In the last couple of days, the internet world (and more specifically the Twitter world) has been all up-in-arms about the upcoming demise of the tr.im URL shortening service (later followed by the backpedaling of the news).
You probably already know the type of service. It takes a really, really, really long URL like
http://example.com/catalog/category/widgets?productid=12345&view=7&commentid=8675309&areyoureally=readingthis&mode=88 and shortens it down to something easy to hand off to someone, like
http://tr.im/12345. More importantly, it shortens it to something that takes up fewer characters of Twitter’s 140 limit. They are great, they are convenient, they are a dime-a-dozen, and there is not much way to monetize them — hence the demise of tr.im (before the reversed their decision.) Additionally, those sorts of services eat up bandwidth as bots and scrapers try to walk each and every URL. It’s a money-pit. Bit.ly manages to stay afloat, from what I understand, by doing data-mining on the links and selling the aggregate information to interested parties. Tinyurl, I have no idea — possibly advertising on the page to manually create links?

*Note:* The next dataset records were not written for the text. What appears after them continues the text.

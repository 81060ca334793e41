//! Trigger evaluation - one arm per trigger type.
//!
//! A trigger clause is evaluated against the concrete action of the
//! current move (`MoveContext`) and the live board. The match is
//! exhaustive: adding a `TriggerType` without an arm here is a compile
//! error. A clause either fails (`None`) or yields the concrete tiles
//! and points that satisfied it - those feed the `TriggerTargetTiles`
//! target type and the simultaneity rule.

use serde::{Deserialize, Serialize};

use crate::board::{Board, PointIndex, PointType};
use crate::core::{Player, TileId};
use crate::tiles::GameDefinition;

use super::descriptor::{TriggerDescriptor, TriggerType};
use super::instance::TriggerOutcome;

/// What kind of action the current move is.
#[derive(Clone, Copy, Debug, PartialEq, Eq, Serialize, Deserialize)]
pub enum MoveKind {
    Deploy,
    Move,
}

/// The concrete action ability processing is reacting to.
///
/// `captured_tiles` grows as fixpoint passes capture more tiles; each
/// pass re-evaluates triggers against the updated list.
#[derive(Clone, Debug, PartialEq, Eq, Serialize, Deserialize)]
pub struct MoveContext {
    pub kind: MoveKind,
    pub player: Player,
    /// The tile that deployed or moved.
    pub tile: TileId,
    pub start: Option<PointIndex>,
    pub end: PointIndex,
    /// The concrete path taken, origin first (empty for deploys).
    pub path: Vec<PointIndex>,
    /// Every tile captured so far this move, in capture order.
    pub captured_tiles: Vec<TileId>,
}

/// Evaluate one trigger clause for `source`.
///
/// Returns `None` when the clause does not hold.
#[must_use]
pub fn evaluate_trigger(
    board: &Board,
    def: &GameDefinition,
    context: &MoveContext,
    source: TileId,
    clause: &TriggerDescriptor,
) -> Option<TriggerOutcome> {
    let source_tile = board.tile(source)?;
    let perspective = source_tile.owner;
    let source_point = source_tile.point();

    match clause.trigger_type {
        TriggerType::WhenDeployed => {
            if context.kind == MoveKind::Deploy && context.tile == source {
                Some(TriggerOutcome::new(
                    clause.trigger_type,
                    vec![source],
                    vec![context.end],
                ))
            } else {
                None
            }
        }

        TriggerType::WhenLandsSurroundingTargetTile => {
            if context.tile != source {
                return None;
            }
            let end = source_point?;
            let matches =
                matching_tiles_at(board, perspective, clause, board.surrounding_points(end));
            outcome_if_any(clause.trigger_type, matches)
        }

        TriggerType::WhenLandsAdjacentToTargetTile => {
            if context.tile != source {
                return None;
            }
            let end = source_point?;
            let matches =
                matching_tiles_at(board, perspective, clause, board.adjacent_points(end));
            outcome_if_any(clause.trigger_type, matches)
        }

        TriggerType::WhenCapturingTargetTile => {
            if context.tile != source {
                return None;
            }
            let captured: Vec<TileId> = context
                .captured_tiles
                .iter()
                .copied()
                .filter(|&id| {
                    board
                        .tile(id)
                        .is_some_and(|t| clause.target_tiles.matches(perspective, t))
                })
                .collect();
            if captured.is_empty() {
                None
            } else {
                Some(TriggerOutcome::new(
                    clause.trigger_type,
                    captured,
                    vec![context.end],
                ))
            }
        }

        TriggerType::WhenCapturedByTargetTile => {
            if !context.captured_tiles.contains(&source) {
                return None;
            }
            let capturer_matches = board
                .tile(context.tile)
                .is_some_and(|t| clause.target_tiles.matches(perspective, t));
            if capturer_matches {
                Some(TriggerOutcome::new(
                    clause.trigger_type,
                    vec![context.tile],
                    vec![context.end],
                ))
            } else {
                None
            }
        }

        TriggerType::WhileInsideTemple => {
            let point = source_point?;
            if board.point(point).has_type(PointType::Temple) {
                Some(TriggerOutcome::new(
                    clause.trigger_type,
                    vec![source],
                    vec![point],
                ))
            } else {
                None
            }
        }

        TriggerType::WhileOutsideTemple => {
            let point = source_point?;
            if board.point(point).has_type(PointType::Temple) {
                None
            } else {
                Some(TriggerOutcome::new(
                    clause.trigger_type,
                    vec![source],
                    vec![point],
                ))
            }
        }

        TriggerType::WhileTargetTileIsOnBoard => {
            let matches: Vec<TileId> = board
                .tiles_on_board()
                .into_iter()
                .filter(|&(id, _)| id != source)
                .filter(|&(id, _)| {
                    board
                        .tile(id)
                        .is_some_and(|t| clause.target_tiles.matches(perspective, t))
                })
                .map(|(id, _)| id)
                .collect();
            outcome_if_any(clause.trigger_type, matches)
        }

        TriggerType::WhileInsideTargetTileZone => {
            let inside = source_point?;
            let owners: Vec<TileId> = board
                .tiles_on_board()
                .into_iter()
                .filter(|&(id, _)| id != source)
                .filter(|&(id, anchor)| {
                    board
                        .tile(id)
                        .is_some_and(|t| clause.target_tiles.matches(perspective, t))
                        && board.zone_contains(def, anchor, inside)
                })
                .map(|(id, _)| id)
                .collect();
            outcome_if_any(clause.trigger_type, owners)
        }

        TriggerType::WhileSurroundingTargetTile => {
            let point = source_point?;
            let matches =
                matching_tiles_at(board, perspective, clause, board.surrounding_points(point));
            outcome_if_any(clause.trigger_type, matches)
        }
    }
}

fn matching_tiles_at(
    board: &Board,
    perspective: Player,
    clause: &TriggerDescriptor,
    points: impl IntoIterator<Item = PointIndex>,
) -> Vec<TileId> {
    let mut out: Vec<TileId> = points
        .into_iter()
        .filter_map(|p| board.tile_at(p))
        .filter(|&id| {
            board
                .tile(id)
                .is_some_and(|t| clause.target_tiles.matches(perspective, t))
        })
        .collect();
    out.sort();
    out.dedup();
    out
}

fn outcome_if_any(trigger_type: TriggerType, tiles: Vec<TileId>) -> Option<TriggerOutcome> {
    if tiles.is_empty() {
        None
    } else {
        Some(TriggerOutcome::new(trigger_type, tiles, vec![]))
    }
}

#[cfg(test)]
mod tests {
    use super::*;
    use crate::board::BoardLayout;
    use crate::core::{Coord, TileCode};
    use crate::rules::RuleOptions;
    use crate::tiles::{TileDefinition, TileFilter};

    const A: TileCode = TileCode::new(1);
    const B: TileCode = TileCode::new(2);

    fn setup() -> (Board, GameDefinition) {
        let mut def = GameDefinition::new(RuleOptions::default());
        def.register(TileDefinition::new(A, "A"));
        def.register(TileDefinition::new(B, "B"));
        let board = Board::new(&BoardLayout::diamond(17));
        (board, def)
    }

    fn seat(board: &mut Board, def: &GameDefinition, code: TileCode, owner: Player, at: Coord) -> TileId {
        let tile = board.create_tile(code, owner);
        let idx = board.playable_index(at).unwrap();
        assert!(board.place_from_pile(def, tile, idx));
        tile
    }

    fn deploy_context(board: &Board, tile: TileId, at: Coord) -> MoveContext {
        MoveContext {
            kind: MoveKind::Deploy,
            player: Player::Host,
            tile,
            start: None,
            end: board.playable_index(at).unwrap(),
            path: Vec::new(),
            captured_tiles: Vec::new(),
        }
    }

    #[test]
    fn test_when_deployed() {
        let (mut board, def) = setup();
        let tile = seat(&mut board, &def, A, Player::Host, Coord::new(8, 8));
        let context = deploy_context(&board, tile, Coord::new(8, 8));

        let clause = TriggerDescriptor::new(TriggerType::WhenDeployed);
        let outcome = evaluate_trigger(&board, &def, &context, tile, &clause).unwrap();
        assert_eq!(outcome.triggering_tiles, vec![tile]);

        // Another tile's deployment does not fire this tile's trigger.
        let other = seat(&mut board, &def, B, Player::Host, Coord::new(8, 9));
        assert!(evaluate_trigger(&board, &def, &context, other, &clause).is_none());
    }

    #[test]
    fn test_lands_adjacent_and_surrounding() {
        let (mut board, def) = setup();
        let mover = seat(&mut board, &def, A, Player::Host, Coord::new(8, 8));
        let diagonal_enemy = seat(&mut board, &def, B, Player::Guest, Coord::new(7, 7));
        let context = deploy_context(&board, mover, Coord::new(8, 8));

        let surrounding = TriggerDescriptor::targeting(
            TriggerType::WhenLandsSurroundingTargetTile,
            TileFilter::enemy(),
        );
        let outcome = evaluate_trigger(&board, &def, &context, mover, &surrounding).unwrap();
        assert_eq!(outcome.triggering_tiles, vec![diagonal_enemy]);

        // Diagonal neighbor is not orthogonally adjacent.
        let adjacent = TriggerDescriptor::targeting(
            TriggerType::WhenLandsAdjacentToTargetTile,
            TileFilter::enemy(),
        );
        assert!(evaluate_trigger(&board, &def, &context, mover, &adjacent).is_none());
    }

    #[test]
    fn test_capture_triggers() {
        let (mut board, def) = setup();
        let capturer = seat(&mut board, &def, A, Player::Host, Coord::new(8, 8));
        let victim = seat(&mut board, &def, B, Player::Guest, Coord::new(8, 9));
        board.capture_tile(victim);

        let mut context = deploy_context(&board, capturer, Coord::new(8, 8));
        context.kind = MoveKind::Move;
        context.captured_tiles = vec![victim];

        let capturing = TriggerDescriptor::targeting(
            TriggerType::WhenCapturingTargetTile,
            TileFilter::enemy(),
        );
        let outcome = evaluate_trigger(&board, &def, &context, capturer, &capturing).unwrap();
        assert_eq!(outcome.triggering_tiles, vec![victim]);

        // The victim's own "when captured by" trigger sees the capturer.
        let captured_by = TriggerDescriptor::targeting(
            TriggerType::WhenCapturedByTargetTile,
            TileFilter::enemy(),
        );
        let outcome = evaluate_trigger(&board, &def, &context, victim, &captured_by).unwrap();
        assert_eq!(outcome.triggering_tiles, vec![capturer]);
    }

    #[test]
    fn test_temple_triggers() {
        let (mut board, def) = setup();
        let temple_at = Coord::new(0, 8);
        let idx = board.playable_index(temple_at).unwrap();
        board.flag_point(idx, PointType::Temple);

        let inside = seat(&mut board, &def, A, Player::Host, temple_at);
        let outside = seat(&mut board, &def, B, Player::Host, Coord::new(8, 8));
        let context = deploy_context(&board, inside, temple_at);

        let in_clause = TriggerDescriptor::new(TriggerType::WhileInsideTemple);
        let out_clause = TriggerDescriptor::new(TriggerType::WhileOutsideTemple);

        assert!(evaluate_trigger(&board, &def, &context, inside, &in_clause).is_some());
        assert!(evaluate_trigger(&board, &def, &context, inside, &out_clause).is_none());
        assert!(evaluate_trigger(&board, &def, &context, outside, &in_clause).is_none());
        assert!(evaluate_trigger(&board, &def, &context, outside, &out_clause).is_some());
    }

    #[test]
    fn test_target_on_board() {
        let (mut board, def) = setup();
        let watcher = seat(&mut board, &def, A, Player::Host, Coord::new(8, 8));
        let context = deploy_context(&board, watcher, Coord::new(8, 8));

        let clause = TriggerDescriptor::targeting(
            TriggerType::WhileTargetTileIsOnBoard,
            TileFilter::enemy().with_code(B),
        );
        assert!(evaluate_trigger(&board, &def, &context, watcher, &clause).is_none());

        let enemy = seat(&mut board, &def, B, Player::Guest, Coord::new(2, 8));
        let outcome = evaluate_trigger(&board, &def, &context, watcher, &clause).unwrap();
        assert_eq!(outcome.triggering_tiles, vec![enemy]);
    }

    #[test]
    fn test_inside_zone_trigger() {
        let (mut board, mut def) = setup();
        let zone_code = TileCode::new(3);
        def.register(
            TileDefinition::new(zone_code, "Anchor")
                .with_zone(crate::tiles::TerritorialZone::sized(4)),
        );

        let anchor = seat(&mut board, &def, zone_code, Player::Guest, Coord::new(8, 8));
        let visitor = seat(&mut board, &def, A, Player::Host, Coord::new(8, 10));
        let context = deploy_context(&board, visitor, Coord::new(8, 10));

        let clause = TriggerDescriptor::targeting(
            TriggerType::WhileInsideTargetTileZone,
            TileFilter::enemy(),
        );
        let outcome = evaluate_trigger(&board, &def, &context, visitor, &clause).unwrap();
        assert_eq!(outcome.triggering_tiles, vec![anchor]);

        // Suppressing the zone kills the trigger.
        board.tile_mut(anchor).unwrap().zone_suppressed = true;
        assert!(evaluate_trigger(&board, &def, &context, visitor, &clause).is_none());
    }

    #[test]
    fn test_surrounding_trigger_is_stateful_not_move_bound() {
        let (mut board, def) = setup();
        let guard = seat(&mut board, &def, A, Player::Host, Coord::new(8, 8));
        let friend = seat(&mut board, &def, B, Player::Host, Coord::new(7, 8));

        // Even when a different tile moved, the While trigger holds.
        let context = deploy_context(&board, friend, Coord::new(7, 8));
        let clause = TriggerDescriptor::targeting(
            TriggerType::WhileSurroundingTargetTile,
            TileFilter::friendly().with_code(B),
        );
        let outcome = evaluate_trigger(&board, &def, &context, guard, &clause).unwrap();
        assert_eq!(outcome.triggering_tiles, vec![friend]);
    }
}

Something that shook out from all the news was a little aside from John Gruber of Daring Fireball: “And people ask me why I wrote my own URL shortener for DF’s Twitter account.” He wrote a URL shortener? It’s probably not that hard; just a table or two in SQL and some PHP to wrap it. I should do that. Just because. Actually, I should see if there are any good open-source projects that already do this. After examining a few projects, I rather liked yourls.
(As a sidebar, if I was searching for a good Open Source project a year or two ago, the first place I would have looked was SourceForge. These days, it’s Google Code. The former used to be the end-all-be-all of Open Source project hosting, but just no longer feels relevant to me any more. Google Code feels like the new hotness.)
A domain registration and about 10 minutes of customizing later, I arrived at a fully working nja.me. Another 30 minutes of stock art searching and more customization, I arrived at its present form. (Pro tip: refresh the page to see both design styles; yes, I have the 1996-era web design philosophy nailed!) And no, it’s not open to the public. A current shortcoming of yourls is that username and passwords are hard-coded in a PHP file. It’s great for a single-user or a small number of users, but does not really scale to maintaining large numbers of users. Perhaps I’ll modify that and submit a patch. I probably won’t, though.
I then proceeded to reverse-engineer the undocumented API so that I could automatically generate short URLs from a PHP function. The final step was to integrate everything with the WordPress twitter-tools extension I use for posting to Twitter. There is a module there that is hard-coded for bit.ly. I had to write a similar module for nja.me that uses my yourls API (and hacked it in there using a less elegant modification, but only had to change two lines).